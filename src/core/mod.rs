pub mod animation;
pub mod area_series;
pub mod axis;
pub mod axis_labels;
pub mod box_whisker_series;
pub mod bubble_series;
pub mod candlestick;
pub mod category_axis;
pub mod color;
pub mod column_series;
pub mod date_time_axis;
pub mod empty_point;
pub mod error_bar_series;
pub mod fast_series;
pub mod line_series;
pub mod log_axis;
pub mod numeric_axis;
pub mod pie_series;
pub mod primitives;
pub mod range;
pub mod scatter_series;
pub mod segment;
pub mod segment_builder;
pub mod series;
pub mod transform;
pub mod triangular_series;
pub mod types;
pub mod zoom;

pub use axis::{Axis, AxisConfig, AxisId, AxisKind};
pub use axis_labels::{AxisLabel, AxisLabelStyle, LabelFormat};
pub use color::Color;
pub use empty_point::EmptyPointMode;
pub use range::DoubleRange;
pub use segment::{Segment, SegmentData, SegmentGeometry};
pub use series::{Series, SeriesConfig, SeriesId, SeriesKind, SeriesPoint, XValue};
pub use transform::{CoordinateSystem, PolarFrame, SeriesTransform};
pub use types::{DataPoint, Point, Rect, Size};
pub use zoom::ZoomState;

■ ■ ■

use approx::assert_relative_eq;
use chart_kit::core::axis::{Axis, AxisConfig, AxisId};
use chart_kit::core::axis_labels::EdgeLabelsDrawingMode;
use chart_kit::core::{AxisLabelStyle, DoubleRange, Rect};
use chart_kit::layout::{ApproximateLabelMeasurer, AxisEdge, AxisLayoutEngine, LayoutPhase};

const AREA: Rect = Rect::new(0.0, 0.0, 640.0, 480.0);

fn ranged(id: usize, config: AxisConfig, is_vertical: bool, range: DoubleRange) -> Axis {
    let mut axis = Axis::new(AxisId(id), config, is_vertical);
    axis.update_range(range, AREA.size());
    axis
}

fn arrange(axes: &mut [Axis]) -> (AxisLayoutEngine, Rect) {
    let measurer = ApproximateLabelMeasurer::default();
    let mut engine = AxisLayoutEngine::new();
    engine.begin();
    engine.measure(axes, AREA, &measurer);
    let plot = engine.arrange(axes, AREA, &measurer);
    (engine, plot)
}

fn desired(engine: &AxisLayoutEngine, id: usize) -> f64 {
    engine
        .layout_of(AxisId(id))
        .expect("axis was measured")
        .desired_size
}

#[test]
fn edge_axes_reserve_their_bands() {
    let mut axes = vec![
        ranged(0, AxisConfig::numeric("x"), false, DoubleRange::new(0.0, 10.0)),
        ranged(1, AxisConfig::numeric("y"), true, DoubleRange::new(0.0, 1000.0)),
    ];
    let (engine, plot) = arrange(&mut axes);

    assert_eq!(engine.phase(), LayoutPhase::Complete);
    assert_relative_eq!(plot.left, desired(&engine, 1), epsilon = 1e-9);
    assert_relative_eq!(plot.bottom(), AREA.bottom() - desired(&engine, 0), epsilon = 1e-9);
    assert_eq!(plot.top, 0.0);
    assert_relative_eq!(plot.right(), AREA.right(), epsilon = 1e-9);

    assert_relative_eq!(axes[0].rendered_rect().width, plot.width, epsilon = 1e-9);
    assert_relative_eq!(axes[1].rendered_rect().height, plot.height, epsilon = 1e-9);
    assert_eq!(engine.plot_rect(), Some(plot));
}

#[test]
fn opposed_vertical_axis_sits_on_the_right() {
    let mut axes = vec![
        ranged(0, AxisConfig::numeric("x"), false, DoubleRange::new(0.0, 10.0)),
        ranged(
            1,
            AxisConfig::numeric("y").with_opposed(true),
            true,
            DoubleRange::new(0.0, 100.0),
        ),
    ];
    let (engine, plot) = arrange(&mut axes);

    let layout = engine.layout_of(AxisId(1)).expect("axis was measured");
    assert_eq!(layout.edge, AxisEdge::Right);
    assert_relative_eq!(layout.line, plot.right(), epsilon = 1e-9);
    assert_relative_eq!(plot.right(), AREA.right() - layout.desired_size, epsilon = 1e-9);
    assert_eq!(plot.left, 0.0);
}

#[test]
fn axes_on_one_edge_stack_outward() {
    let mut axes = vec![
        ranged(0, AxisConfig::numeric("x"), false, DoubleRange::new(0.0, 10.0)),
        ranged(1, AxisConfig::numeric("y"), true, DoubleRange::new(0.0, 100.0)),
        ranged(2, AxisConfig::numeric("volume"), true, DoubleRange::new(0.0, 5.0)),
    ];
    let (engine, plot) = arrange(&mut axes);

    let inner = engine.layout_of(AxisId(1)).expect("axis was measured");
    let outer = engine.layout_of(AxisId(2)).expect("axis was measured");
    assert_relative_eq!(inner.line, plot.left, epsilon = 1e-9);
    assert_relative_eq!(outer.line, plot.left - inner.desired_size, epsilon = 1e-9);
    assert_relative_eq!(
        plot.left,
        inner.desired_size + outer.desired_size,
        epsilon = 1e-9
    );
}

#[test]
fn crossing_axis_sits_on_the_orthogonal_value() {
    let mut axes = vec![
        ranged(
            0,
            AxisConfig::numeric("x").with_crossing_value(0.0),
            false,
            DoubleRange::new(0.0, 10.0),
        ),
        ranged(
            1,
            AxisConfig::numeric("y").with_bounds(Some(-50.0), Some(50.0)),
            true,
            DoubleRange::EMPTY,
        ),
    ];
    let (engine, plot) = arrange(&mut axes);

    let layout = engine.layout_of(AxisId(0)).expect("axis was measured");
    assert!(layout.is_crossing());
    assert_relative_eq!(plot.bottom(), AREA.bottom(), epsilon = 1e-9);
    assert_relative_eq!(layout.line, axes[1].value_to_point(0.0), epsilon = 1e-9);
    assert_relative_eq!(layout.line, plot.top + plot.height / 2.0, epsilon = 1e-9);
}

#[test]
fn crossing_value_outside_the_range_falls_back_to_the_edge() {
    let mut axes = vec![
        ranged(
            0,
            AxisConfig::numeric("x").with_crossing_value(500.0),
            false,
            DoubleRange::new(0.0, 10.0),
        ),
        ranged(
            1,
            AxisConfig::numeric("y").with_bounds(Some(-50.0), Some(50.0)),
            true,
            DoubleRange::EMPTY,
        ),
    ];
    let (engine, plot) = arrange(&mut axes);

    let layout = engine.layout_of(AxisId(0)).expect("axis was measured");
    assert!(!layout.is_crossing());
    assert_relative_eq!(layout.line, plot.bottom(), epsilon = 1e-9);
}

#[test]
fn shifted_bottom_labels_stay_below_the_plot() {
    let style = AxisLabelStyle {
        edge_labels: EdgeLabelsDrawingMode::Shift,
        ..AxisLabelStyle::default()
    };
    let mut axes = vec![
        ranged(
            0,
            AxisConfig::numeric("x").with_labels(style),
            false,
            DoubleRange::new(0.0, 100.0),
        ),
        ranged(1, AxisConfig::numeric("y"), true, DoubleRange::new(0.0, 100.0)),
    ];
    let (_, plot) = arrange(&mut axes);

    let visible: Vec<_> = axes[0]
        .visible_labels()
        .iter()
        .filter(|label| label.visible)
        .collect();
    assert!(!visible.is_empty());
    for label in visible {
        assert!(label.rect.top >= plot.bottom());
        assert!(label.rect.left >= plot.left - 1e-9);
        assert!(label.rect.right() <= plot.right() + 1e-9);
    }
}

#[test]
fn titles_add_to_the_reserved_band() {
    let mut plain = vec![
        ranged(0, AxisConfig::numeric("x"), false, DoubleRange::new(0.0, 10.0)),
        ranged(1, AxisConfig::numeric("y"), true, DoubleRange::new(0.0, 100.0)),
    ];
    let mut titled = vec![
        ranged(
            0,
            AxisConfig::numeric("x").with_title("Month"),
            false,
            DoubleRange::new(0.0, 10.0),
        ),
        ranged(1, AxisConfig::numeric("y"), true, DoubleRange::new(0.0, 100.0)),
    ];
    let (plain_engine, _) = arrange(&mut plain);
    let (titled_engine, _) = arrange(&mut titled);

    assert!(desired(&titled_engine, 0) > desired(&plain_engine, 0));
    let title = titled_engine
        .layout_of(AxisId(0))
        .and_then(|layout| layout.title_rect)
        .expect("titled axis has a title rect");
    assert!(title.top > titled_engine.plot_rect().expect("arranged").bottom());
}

■ ■ ■

— What you need to do —
Copy each line containing the word "expect" from the data.

— Solution to this exercise —
        .expect("axis was measured")
    let layout = engine.layout_of(AxisId(1)).expect("axis was measured");
    let inner = engine.layout_of(AxisId(1)).expect("axis was measured");
    let outer = engine.layout_of(AxisId(2)).expect("axis was measured");
    let layout = engine.layout_of(AxisId(0)).expect("axis was measured");
    let layout = engine.layout_of(AxisId(0)).expect("axis was measured");
        .expect("titled axis has a title rect");
    assert!(title.top > titled_engine.plot_rect().expect("arranged").bottom());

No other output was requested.